State the number of lines in the records underneath where the word "QueryBuilder" turns up, and say nothing else.

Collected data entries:
.....

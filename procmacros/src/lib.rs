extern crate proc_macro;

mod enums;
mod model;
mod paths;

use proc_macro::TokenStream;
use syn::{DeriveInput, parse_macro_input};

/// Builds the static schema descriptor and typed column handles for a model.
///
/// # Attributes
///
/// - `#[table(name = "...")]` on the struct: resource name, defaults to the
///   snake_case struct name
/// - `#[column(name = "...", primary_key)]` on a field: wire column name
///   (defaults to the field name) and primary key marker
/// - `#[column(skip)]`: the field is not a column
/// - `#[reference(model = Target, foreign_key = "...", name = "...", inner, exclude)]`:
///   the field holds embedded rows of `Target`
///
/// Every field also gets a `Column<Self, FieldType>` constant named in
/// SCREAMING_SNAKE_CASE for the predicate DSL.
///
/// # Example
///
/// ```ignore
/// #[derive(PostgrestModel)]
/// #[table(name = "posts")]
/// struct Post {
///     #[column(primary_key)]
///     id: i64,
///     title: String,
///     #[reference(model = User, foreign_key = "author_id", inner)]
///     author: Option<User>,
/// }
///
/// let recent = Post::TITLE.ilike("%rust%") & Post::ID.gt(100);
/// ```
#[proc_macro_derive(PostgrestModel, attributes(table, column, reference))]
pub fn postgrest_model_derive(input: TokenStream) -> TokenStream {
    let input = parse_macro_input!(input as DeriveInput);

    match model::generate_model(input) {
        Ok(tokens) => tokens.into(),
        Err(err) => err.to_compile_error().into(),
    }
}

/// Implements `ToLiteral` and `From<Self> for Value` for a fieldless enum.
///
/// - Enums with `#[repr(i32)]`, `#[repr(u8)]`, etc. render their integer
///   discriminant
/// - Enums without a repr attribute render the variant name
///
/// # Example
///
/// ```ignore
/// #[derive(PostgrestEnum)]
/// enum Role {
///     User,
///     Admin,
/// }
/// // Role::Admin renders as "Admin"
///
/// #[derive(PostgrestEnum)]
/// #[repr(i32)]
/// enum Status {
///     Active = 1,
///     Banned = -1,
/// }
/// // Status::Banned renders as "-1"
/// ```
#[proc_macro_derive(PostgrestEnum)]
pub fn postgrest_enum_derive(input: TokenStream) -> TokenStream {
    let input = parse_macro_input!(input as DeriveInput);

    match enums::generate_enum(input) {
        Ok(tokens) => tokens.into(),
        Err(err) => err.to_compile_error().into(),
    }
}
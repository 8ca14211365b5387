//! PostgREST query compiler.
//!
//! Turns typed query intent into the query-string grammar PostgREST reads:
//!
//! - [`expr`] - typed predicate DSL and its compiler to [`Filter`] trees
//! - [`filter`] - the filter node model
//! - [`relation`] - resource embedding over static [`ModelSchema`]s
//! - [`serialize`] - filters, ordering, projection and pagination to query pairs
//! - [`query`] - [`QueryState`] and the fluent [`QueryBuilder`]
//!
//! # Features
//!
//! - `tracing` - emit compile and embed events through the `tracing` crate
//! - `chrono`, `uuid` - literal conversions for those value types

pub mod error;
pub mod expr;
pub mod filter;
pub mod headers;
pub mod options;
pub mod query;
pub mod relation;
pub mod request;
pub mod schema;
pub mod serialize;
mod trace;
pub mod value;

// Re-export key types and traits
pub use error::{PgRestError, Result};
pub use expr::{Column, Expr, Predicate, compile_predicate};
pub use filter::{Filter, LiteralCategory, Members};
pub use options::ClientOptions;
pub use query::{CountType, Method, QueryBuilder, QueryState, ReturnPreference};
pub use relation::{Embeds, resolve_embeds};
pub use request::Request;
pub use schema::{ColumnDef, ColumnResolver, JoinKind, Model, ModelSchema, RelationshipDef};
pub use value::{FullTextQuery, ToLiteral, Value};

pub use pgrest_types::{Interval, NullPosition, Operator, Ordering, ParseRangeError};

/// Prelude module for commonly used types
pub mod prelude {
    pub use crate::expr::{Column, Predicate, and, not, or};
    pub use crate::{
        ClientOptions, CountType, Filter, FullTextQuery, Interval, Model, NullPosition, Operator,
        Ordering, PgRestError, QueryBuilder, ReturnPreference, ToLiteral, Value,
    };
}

.....

* _Solution_
3